Problem to solve:
Find every line below with the string "copied" and pick it out.

##### Record extracts

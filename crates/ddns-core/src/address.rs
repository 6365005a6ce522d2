//! Discovered address model
//!
//! A discovery attempt yields either an address literal or an explicit
//! "not found". Both are normal outcomes; transport failures travel
//! separately as [`crate::Error`].

use std::fmt;

/// Address family an [`crate::IpSource`] discovers
#[derive(Debug, Clone, Copy, PartialEq, Eq, Hash)]
pub enum AddressFamily {
    V4,
    V6,
}

impl fmt::Display for AddressFamily {
    fn fmt(&self, f: &mut fmt::Formatter<'_>) -> fmt::Result {
        match self {
            AddressFamily::V4 => f.write_str("IPv4"),
            AddressFamily::V6 => f.write_str("IPv6"),
        }
    }
}

/// Outcome of a single discovery attempt
///
/// `Found` carries the textual address exactly as discovered. IPv4 text
/// comes from a pattern match on the echo service body and is not range
/// checked, so it is kept as a string rather than an `IpAddr`.
#[derive(Debug, Clone, PartialEq, Eq)]
pub enum DiscoveredAddress {
    /// A usable address literal
    Found(String),
    /// No address matched
    NotFound,
}

impl DiscoveredAddress {
    /// Wrap an address literal
    pub fn found(address: impl Into<String>) -> Self {
        Self::Found(address.into())
    }

    /// The address text, if one was found
    pub fn as_found(&self) -> Option<&str> {
        match self {
            DiscoveredAddress::Found(address) => Some(address),
            DiscoveredAddress::NotFound => None,
        }
    }

    pub fn is_found(&self) -> bool {
        matches!(self, DiscoveredAddress::Found(_))
    }
}

impl From<Option<String>> for DiscoveredAddress {
    fn from(value: Option<String>) -> Self {
        value.map_or(DiscoveredAddress::NotFound, DiscoveredAddress::Found)
    }
}

impl fmt::Display for DiscoveredAddress {
    fn fmt(&self, f: &mut fmt::Formatter<'_>) -> fmt::Result {
        match self {
            DiscoveredAddress::Found(address) => f.write_str(address),
            DiscoveredAddress::NotFound => f.write_str("not found"),
        }
    }
}
use chrono::{DateTime, FixedOffset, NaiveDate};
use serde::{Deserialize, Serialize};
use std::collections::{BTreeMap, HashMap};

use crate::pipeline::{StageName, StageReport};

/// Raw event record as returned by the events source.
pub type RawEvent = serde_json::Value;

#[derive(Debug, Clone, Copy, PartialEq, Serialize, Deserialize)]
pub struct Coordinates {
    pub lat: f64,
    pub lng: f64,
}

/// Start and end of an event as 24-hour HHMM numbers (14:30 -> 1430, 09:05 -> 905).
#[derive(Debug, Clone, Copy, PartialEq, Eq, Serialize, Deserialize)]
pub struct NumericTime {
    pub start: u16,
    pub end: Option<u16>,
}

/// State of a field filled in by a later stage.
///
/// `Pending` means no stage has tried yet; `Failed` means a stage tried and
/// could not resolve it. A resolved or failed value is never replaced.
#[derive(Debug, Clone, PartialEq, Default)]
pub enum Enrichment<T> {
    #[default]
    Pending,
    Resolved(T),
    Failed,
}

impl<T> Enrichment<T> {
    pub fn resolved(&self) -> Option<&T> {
        match self {
            Enrichment::Resolved(value) => Some(value),
            _ => None,
        }
    }

    pub fn is_pending(&self) -> bool {
        matches!(self, Enrichment::Pending)
    }

    pub fn is_resolved(&self) -> bool {
        matches!(self, Enrichment::Resolved(_))
    }

    /// Records the outcome of an enrichment attempt. Returns false, leaving the
    /// field untouched, when an earlier attempt already settled it.
    pub fn settle(&mut self, outcome: Enrichment<T>) -> bool {
        if !self.is_pending() || outcome.is_pending() {
            return false;
        }
        *self = outcome;
        true
    }
}

impl<T> From<Option<T>> for Enrichment<T> {
    fn from(value: Option<T>) -> Self {
        value.map_or(Enrichment::Failed, Enrichment::Resolved)
    }
}

/// A validated event. Identity (`id`) is fixed at validation; enrichment
/// fields are settled by the geocoding and merge stages.
#[derive(Debug, Clone, PartialEq)]
pub struct Event {
    pub id: String,
    pub title: String,
    pub description: String,
    pub venue_name: String,
    pub venue_address: Option<String>,
    pub starts_at: DateTime<FixedOffset>,
    pub ends_at: Option<DateTime<FixedOffset>>,
    pub numeric_time: NumericTime,
    pub share_url: Option<String>,
    pub image_url: Option<String>,
    pub coordinates: Enrichment<Coordinates>,
    pub category: Enrichment<String>,
}

#[derive(Debug, Clone, PartialEq, Serialize, Deserialize)]
pub struct WeatherSummary {
    pub tempmax: Option<f64>,
    pub tempmin: Option<f64>,
    pub conditions: Option<String>,
    /// Sunset as HHMM.
    pub sunset: Option<u16>,
}

/// Events and weather for one calendar date of the window.
#[derive(Debug, Clone, PartialEq)]
pub struct DateBucket {
    pub date: NaiveDate,
    /// Records from the events source, drained by validation.
    pub raw_events: Vec<RawEvent>,
    pub events: Vec<Event>,
    pub weather: Enrichment<WeatherSummary>,
}

impl DateBucket {
    pub fn new(date: NaiveDate) -> Self {
        Self {
            date,
            raw_events: Vec::new(),
            events: Vec::new(),
            weather: Enrichment::Pending,
        }
    }
}

/// Overall status of a pipeline run.
#[derive(Debug, Clone, PartialEq, Default)]
pub enum RunStatus {
    #[default]
    Running,
    Succeeded,
    Failed { stage: StageName, cause: String },
}

/// Receipt of a successful publish.
#[derive(Debug, Clone, PartialEq)]
pub struct PublishReceipt {
    pub path: String,
    pub version: String,
    pub created: bool,
    pub attempts: u32,
}

/// Accumulator threaded through every stage of a run.
#[derive(Debug, Clone, Default)]
pub struct WorkflowState {
    pub buckets: BTreeMap<NaiveDate, DateBucket>,
    /// Category labels returned by the categorizer, keyed by event id.
    pub categories: HashMap<String, String>,
    pub reports: Vec<StageReport>,
    pub status: RunStatus,
    pub published: Option<PublishReceipt>,
}

impl WorkflowState {
    pub fn new(dates: impl IntoIterator<Item = NaiveDate>) -> Self {
        Self {
            buckets: dates.into_iter().map(|d| (d, DateBucket::new(d))).collect(),
            ..Default::default()
        }
    }

    pub fn dates(&self) -> Vec<NaiveDate> {
        self.buckets.keys().copied().collect()
    }

    pub fn total_events(&self) -> usize {
        self.buckets.values().map(|b| b.events.len()).sum()
    }

    pub fn total_raw_events(&self) -> usize {
        self.buckets.values().map(|b| b.raw_events.len()).sum()
    }

    /// Number of items a stage operates on: raw records before validation has
    /// drained them, validated events afterwards.
    pub fn item_count(&self) -> usize {
        self.total_raw_events() + self.total_events()
    }

    pub fn events(&self) -> impl Iterator<Item = &Event> {
        self.buckets.values().flat_map(|b| b.events.iter())
    }

    pub fn event_counts(&self) -> BTreeMap<NaiveDate, usize> {
        self.buckets.iter().map(|(d, b)| (*d, b.events.len())).collect()
    }

    pub fn report(&self, stage: StageName) -> Option<&StageReport> {
        self.reports.iter().find(|r| r.stage == stage)
    }
}
// One module per pipeline stage, in execution order

pub mod fetch;
pub mod validate;
pub mod geocode;
pub mod weather;
pub mod categorize;
pub mod merge;
pub mod filter;
pub mod publish;

pub use fetch::FetchStage;
pub use validate::ValidateStage;
pub use geocode::GeocodeStage;
pub use weather::WeatherStage;
pub use categorize::CategorizeStage;
pub use merge::MergeStage;
pub use filter::FilterStage;
pub use publish::PublishStage;
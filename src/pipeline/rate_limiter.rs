use std::time::Duration;
use tokio::sync::Mutex;
use tokio::time::Instant;

/// Enforces a minimum interval between consecutive calls to one collaborator.
///
/// The first call goes through immediately; each later call waits until
/// `min_interval` has passed since the previous one started.
#[derive(Debug)]
pub struct RateLimiter {
    min_interval: Duration,
    last_call: Mutex<Option<Instant>>,
}

impl RateLimiter {
    pub fn new(min_interval: Duration) -> Self {
        Self {
            min_interval,
            last_call: Mutex::new(None),
        }
    }

    /// Wait for a slot. The lock is held across the sleep so concurrent
    /// callers queue up in order.
    pub async fn acquire(&self) {
        let mut last = self.last_call.lock().await;
        if let Some(prev) = *last {
            let ready_at = prev + self.min_interval;
            if ready_at > Instant::now() {
                tokio::time::sleep_until(ready_at).await;
            }
        }
        *last = Some(Instant::now());
    }
}

#[cfg(test)]
mod tests {
    use super::*;

    #[tokio::test(start_paused = true)]
    async fn test_first_call_is_immediate() {
        let limiter = RateLimiter::new(Duration::from_secs(5));
        let start = Instant::now();
        limiter.acquire().await;
        assert_eq!(start.elapsed(), Duration::ZERO);
    }

    #[tokio::test(start_paused = true)]
    async fn test_consecutive_calls_are_spaced() {
        let limiter = RateLimiter::new(Duration::from_secs(5));
        let start = Instant::now();
        for _ in 0..3 {
            limiter.acquire().await;
        }
        assert!(start.elapsed() >= Duration::from_secs(10));
        assert!(start.elapsed() < Duration::from_secs(11));
    }

    #[tokio::test(start_paused = true)]
    async fn test_no_wait_when_interval_already_passed() {
        let limiter = RateLimiter::new(Duration::from_secs(1));
        limiter.acquire().await;
        tokio::time::sleep(Duration::from_secs(3)).await;
        let before = Instant::now();
        limiter.acquire().await;
        assert_eq!(before.elapsed(), Duration::ZERO);
    }
}
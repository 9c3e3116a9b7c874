use async_trait::async_trait;
use chrono::NaiveDate;
use chrono_tz::Tz;
use serde_json::Value;
use sha2::{Digest, Sha256};
use std::collections::{BTreeMap, HashSet};
use tracing::{debug, info, warn};

use crate::config::RequiredField;
use crate::pipeline::{Stage, StageName, StageResult};
use crate::time_utils::{local_parts, numeric_time, parse_event_time, resolve_span};
use crate::types::{Enrichment, Event, NumericTime, RawEvent, WorkflowState};

/// Why a raw record did not become an [`Event`].
#[derive(Debug, Clone, PartialEq, Eq)]
pub enum Rejection {
    MissingFields(Vec<&'static str>),
    UnparsableStart(String),
}

/// Drops malformed records and turns the rest into typed events.
pub struct ValidateStage {
    required: Vec<RequiredField>,
    tz: Tz,
}

impl ValidateStage {
    pub fn new(required: Vec<RequiredField>, tz: Tz) -> Self {
        Self { required, tz }
    }

    /// Build an event from a raw record fetched for `date`.
    pub fn validate_event(&self, raw: &RawEvent, date: NaiveDate) -> Result<Event, Rejection> {
        let missing: Vec<&'static str> = self
            .required
            .iter()
            .map(RequiredField::key)
            .filter(|key| text(raw, key).is_none())
            .collect();
        if !missing.is_empty() {
            return Err(Rejection::MissingFields(missing));
        }

        let title = text(raw, "title").unwrap_or_default();
        let venue_name = text(raw, "venue_name").unwrap_or_default();
        let start_raw = text(raw, "start_time").unwrap_or_default();

        let start = parse_event_time(&start_raw, self.tz)
            .ok_or_else(|| Rejection::UnparsableStart(start_raw.clone()))?;
        let end = text(raw, "end_time").and_then(|s| parse_event_time(&s, self.tz));
        let (starts_at, ends_at) = resolve_span(date, start, end, self.tz)
            .ok_or_else(|| Rejection::UnparsableStart(start_raw.clone()))?;

        let numeric = NumericTime {
            start: numeric_time(local_parts(&starts_at, self.tz).1),
            end: ends_at.map(|e| numeric_time(local_parts(&e, self.tz).1)),
        };

        let id = text(raw, "id").unwrap_or_else(|| derived_id(&title, &venue_name, &start_raw));

        Ok(Event {
            id,
            title,
            description: text(raw, "description_stripped")
                .or_else(|| text(raw, "description"))
                .unwrap_or_default(),
            venue_name,
            venue_address: text(raw, "venue_address").or_else(|| text(raw, "address")),
            starts_at,
            ends_at,
            numeric_time: numeric,
            share_url: text(raw, "share_url"),
            image_url: text(raw, "hub_page_image_url"),
            coordinates: Enrichment::Pending,
            category: Enrichment::Pending,
        })
    }
}

/// Non-empty textual value of a field. Numbers are stringified, so numeric
/// source ids are accepted; null, empty and whitespace-only strings count as absent.
fn text(raw: &RawEvent, key: &str) -> Option<String> {
    match raw.get(key)? {
        Value::String(s) => {
            let trimmed = s.trim();
            (!trimmed.is_empty()).then(|| trimmed.to_string())
        }
        Value::Number(n) => Some(n.to_string()),
        Value::Bool(b) => Some(b.to_string()),
        _ => None,
    }
}

/// Stable id for records that carry none of their own.
fn derived_id(title: &str, venue: &str, start: &str) -> String {
    let mut hasher = Sha256::new();
    hasher.update(title.as_bytes());
    hasher.update([0]);
    hasher.update(venue.as_bytes());
    hasher.update([0]);
    hasher.update(start.as_bytes());
    let digest = hex::encode(hasher.finalize());
    format!("derived-{}", &digest[..16])
}

#[async_trait]
impl Stage for ValidateStage {
    fn name(&self) -> StageName {
        StageName::Validate
    }

    async fn execute(&self, state: &mut WorkflowState) -> StageResult {
        let attempted = state.total_raw_events();
        let mut placed: BTreeMap<NaiveDate, Vec<Event>> = BTreeMap::new();
        let mut rejected = 0;
        let mut out_of_window = 0;

        for (date, bucket) in state.buckets.iter_mut() {
            let raw_events = std::mem::take(&mut bucket.raw_events);
            let mut invalid = 0;
            for raw in &raw_events {
                match self.validate_event(raw, *date) {
                    Ok(event) => {
                        let (local_date, _) = local_parts(&event.starts_at, self.tz);
                        placed.entry(local_date).or_default().push(event);
                    }
                    Err(reason) => {
                        invalid += 1;
                        debug!("⚠️ Event {} rejected: {:?}", raw.get("id").unwrap_or(&serde_json::Value::Null), reason);
                    }
                }
            }
            rejected += invalid;
            info!("✓ {}: {} records checked, {} invalid", date, raw_events.len(), invalid);
        }

        let mut duplicates = 0;
        for (date, events) in placed {
            let Some(bucket) = state.buckets.get_mut(&date) else {
                out_of_window += events.len();
                continue;
            };
            let mut seen: HashSet<String> = bucket.events.iter().map(|e| e.id.clone()).collect();
            for event in events {
                if seen.insert(event.id.clone()) {
                    bucket.events.push(event);
                } else {
                    duplicates += 1;
                }
            }
        }

        let kept = state.total_events();
        let dropped = rejected + out_of_window + duplicates;
        if out_of_window > 0 || duplicates > 0 {
            warn!("Dropped {} events outside the window and {} duplicates", out_of_window, duplicates);
        }
        if kept == 0 {
            return StageResult::fatal(attempted, 0, format!("none of {} events passed validation", attempted));
        }

        StageResult::from_counts(
            attempted,
            kept,
            dropped,
            format!("{}/{} events passed validation", kept, attempted),
        )
    }
}
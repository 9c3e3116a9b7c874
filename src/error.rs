use thiserror::Error;

#[derive(Error, Debug)]
pub enum AggregatorError {
    #[error("HTTP request failed: {0}")]
    Http(#[from] reqwest::Error),

    #[error("JSON serialization failed: {0}")]
    Json(#[from] serde_json::Error),

    #[error("TOML deserialization failed: {0}")]
    Toml(#[from] toml::de::Error),

    #[error("I/O error: {0}")]
    Io(#[from] std::io::Error),

    #[error("Configuration error: {0}")]
    Config(String),

    #[error("Missing required environment variables: {}", .0.join(", "))]
    MissingEnv(Vec<String>),
}

pub type Result<T> = std::result::Result<T, AggregatorError>;

/// Failures reported by an external collaborator (events source, geocoder,
/// weather, categorizer, publisher).
#[derive(Error, Debug, Clone, PartialEq)]
pub enum PortError {
    #[error("transport error: {0}")]
    Transport(String),

    #[error("request timed out after {0:?}")]
    Timeout(std::time::Duration),

    #[error("unexpected status {status}: {body}")]
    Status { status: u16, body: String },

    #[error("API error: {0}")]
    Api(String),

    #[error("malformed response: {0}")]
    Malformed(String),
}

impl PortError {
    /// Whether another attempt at the same call could plausibly succeed.
    pub fn is_retryable(&self) -> bool {
        match self {
            PortError::Transport(_) | PortError::Timeout(_) => true,
            PortError::Status { status, .. } => *status == 429 || *status >= 500,
            PortError::Malformed(_) => true,
            PortError::Api(_) => false,
        }
    }
}

impl From<reqwest::Error> for PortError {
    fn from(err: reqwest::Error) -> Self {
        // Request URLs carry API keys in their query strings
        let err = err.without_url();
        if err.is_decode() {
            PortError::Malformed(err.to_string())
        } else {
            PortError::Transport(err.to_string())
        }
    }
}

impl From<serde_json::Error> for PortError {
    fn from(err: serde_json::Error) -> Self {
        PortError::Malformed(err.to_string())
    }
}

#[cfg(test)]
mod tests {
    use super::*;

    #[test]
    fn test_retryable_statuses() {
        let server = PortError::Status { status: 503, body: String::new() };
        let throttled = PortError::Status { status: 429, body: String::new() };
        let not_found = PortError::Status { status: 404, body: String::new() };

        assert!(server.is_retryable());
        assert!(throttled.is_retryable());
        assert!(!not_found.is_retryable());
        assert!(!PortError::Api("REQUEST_DENIED".to_string()).is_retryable());
    }

    #[test]
    fn test_missing_env_lists_every_variable() {
        let err = AggregatorError::MissingEnv(vec!["A".to_string(), "B".to_string()]);
        assert_eq!(err.to_string(), "Missing required environment variables: A, B");
    }

    #[tokio::test]
    async fn test_transport_error_hides_query_string() {
        let err = reqwest::Client::new()
            .get("http://127.0.0.1:9/timeline?key=SECRET-KEY-123")
            .send()
            .await
            .unwrap_err();

        let port_err = PortError::from(err);

        assert!(matches!(port_err, PortError::Transport(_)));
        assert!(!port_err.to_string().contains("SECRET-KEY-123"));
    }
}
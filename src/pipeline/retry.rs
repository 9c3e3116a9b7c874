use std::future::Future;
use std::time::Duration;
use tracing::{debug, warn};

use super::rate_limiter::RateLimiter;
use crate::error::PortError;

/// Timeout and bounded retry applied to every external call.
#[derive(Debug, Clone, Copy, PartialEq, Eq)]
pub struct RetryPolicy {
    /// Extra attempts after the first one.
    pub max_retries: u32,
    /// Upper bound for a single attempt.
    pub timeout: Duration,
    /// Base wait between attempts, multiplied by the attempt number.
    pub backoff: Duration,
}

impl Default for RetryPolicy {
    fn default() -> Self {
        Self {
            max_retries: 2,
            timeout: Duration::from_secs(30),
            backoff: Duration::from_millis(500),
        }
    }
}

impl RetryPolicy {
    pub fn new(max_retries: u32, timeout: Duration, backoff: Duration) -> Self {
        Self { max_retries, timeout, backoff }
    }

    pub fn with_max_retries(mut self, max_retries: u32) -> Self {
        self.max_retries = max_retries;
        self
    }

    pub fn with_timeout(mut self, timeout: Duration) -> Self {
        self.timeout = timeout;
        self
    }

    /// Run `op` until it succeeds, fails permanently, or the retry budget is spent.
    pub async fn call<T, F, Fut>(&self, label: &str, op: F) -> Result<T, PortError>
    where
        F: FnMut() -> Fut,
        Fut: Future<Output = Result<T, PortError>>,
    {
        self.run(label, None, op).await
    }

    /// Like [`RetryPolicy::call`], but every attempt first waits for a slot on
    /// `limiter`. The wait is not counted against the attempt timeout.
    pub async fn call_throttled<T, F, Fut>(
        &self,
        label: &str,
        limiter: &RateLimiter,
        op: F,
    ) -> Result<T, PortError>
    where
        F: FnMut() -> Fut,
        Fut: Future<Output = Result<T, PortError>>,
    {
        self.run(label, Some(limiter), op).await
    }

    async fn run<T, F, Fut>(
        &self,
        label: &str,
        limiter: Option<&RateLimiter>,
        mut op: F,
    ) -> Result<T, PortError>
    where
        F: FnMut() -> Fut,
        Fut: Future<Output = Result<T, PortError>>,
    {
        let mut attempt: u32 = 0;
        loop {
            if let Some(limiter) = limiter {
                limiter.acquire().await;
            }
            let result = match tokio::time::timeout(self.timeout, op()).await {
                Ok(result) => result,
                Err(_) => Err(PortError::Timeout(self.timeout)),
            };
            match result {
                Ok(value) => {
                    if attempt > 0 {
                        debug!(call = label, attempt, "succeeded after retry");
                    }
                    return Ok(value);
                }
                Err(e) if e.is_retryable() && attempt < self.max_retries => {
                    attempt += 1;
                    warn!(call = label, attempt, max_retries = self.max_retries, error = %e, "retrying");
                    tokio::time::sleep(self.backoff * attempt).await;
                }
                Err(e) => return Err(e),
            }
        }
    }
}
use async_trait::async_trait;
use std::sync::Arc;
use tracing::{info, instrument, warn};

use crate::app::EventSourcePort;
use crate::pipeline::{RateLimiter, RetryPolicy, Stage, StageName, StageResult};
use crate::types::WorkflowState;

/// Pulls raw listings for every date of the window, one call at a time.
pub struct FetchStage {
    source: Arc<dyn EventSourcePort>,
    limiter: RateLimiter,
    policy: RetryPolicy,
}

impl FetchStage {
    pub fn new(source: Arc<dyn EventSourcePort>, limiter: RateLimiter, policy: RetryPolicy) -> Self {
        Self { source, limiter, policy }
    }
}

#[async_trait]
impl Stage for FetchStage {
    fn name(&self) -> StageName {
        StageName::Fetch
    }

    #[instrument(skip_all, fields(stage = "fetch"))]
    async fn execute(&self, state: &mut WorkflowState) -> StageResult {
        let dates = state.dates();
        let mut fetched_dates = 0;
        let mut failed_dates = 0;

        for (i, date) in dates.iter().copied().enumerate() {
            info!("📅 Fetching date {}/{}: {}", i + 1, dates.len(), date);
            let result = self
                .policy
                .call_throttled("fetch_events", &self.limiter, || self.source.fetch_events(date))
                .await;

            let Some(bucket) = state.buckets.get_mut(&date) else { continue };
            match result {
                Ok(events) => {
                    info!("✓ {}: {} events fetched", date, events.len());
                    bucket.raw_events = events;
                    fetched_dates += 1;
                }
                Err(e) => {
                    warn!("✗ {}: fetch failed, recording zero events: {}", date, e);
                    bucket.raw_events.clear();
                    failed_dates += 1;
                }
            }
        }

        let total = state.total_raw_events();
        if total == 0 {
            return StageResult::fatal(
                dates.len(),
                fetched_dates,
                format!("no events fetched for any of {} dates", dates.len()),
            );
        }

        StageResult::from_counts(
            dates.len(),
            fetched_dates,
            failed_dates,
            format!("{} events across {}/{} dates", total, fetched_dates, dates.len()),
        )
    }
}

##########

Written reply:
        self.buckets.keys().copied().collect()
        for (i, date) in dates.iter().copied().enumerate() {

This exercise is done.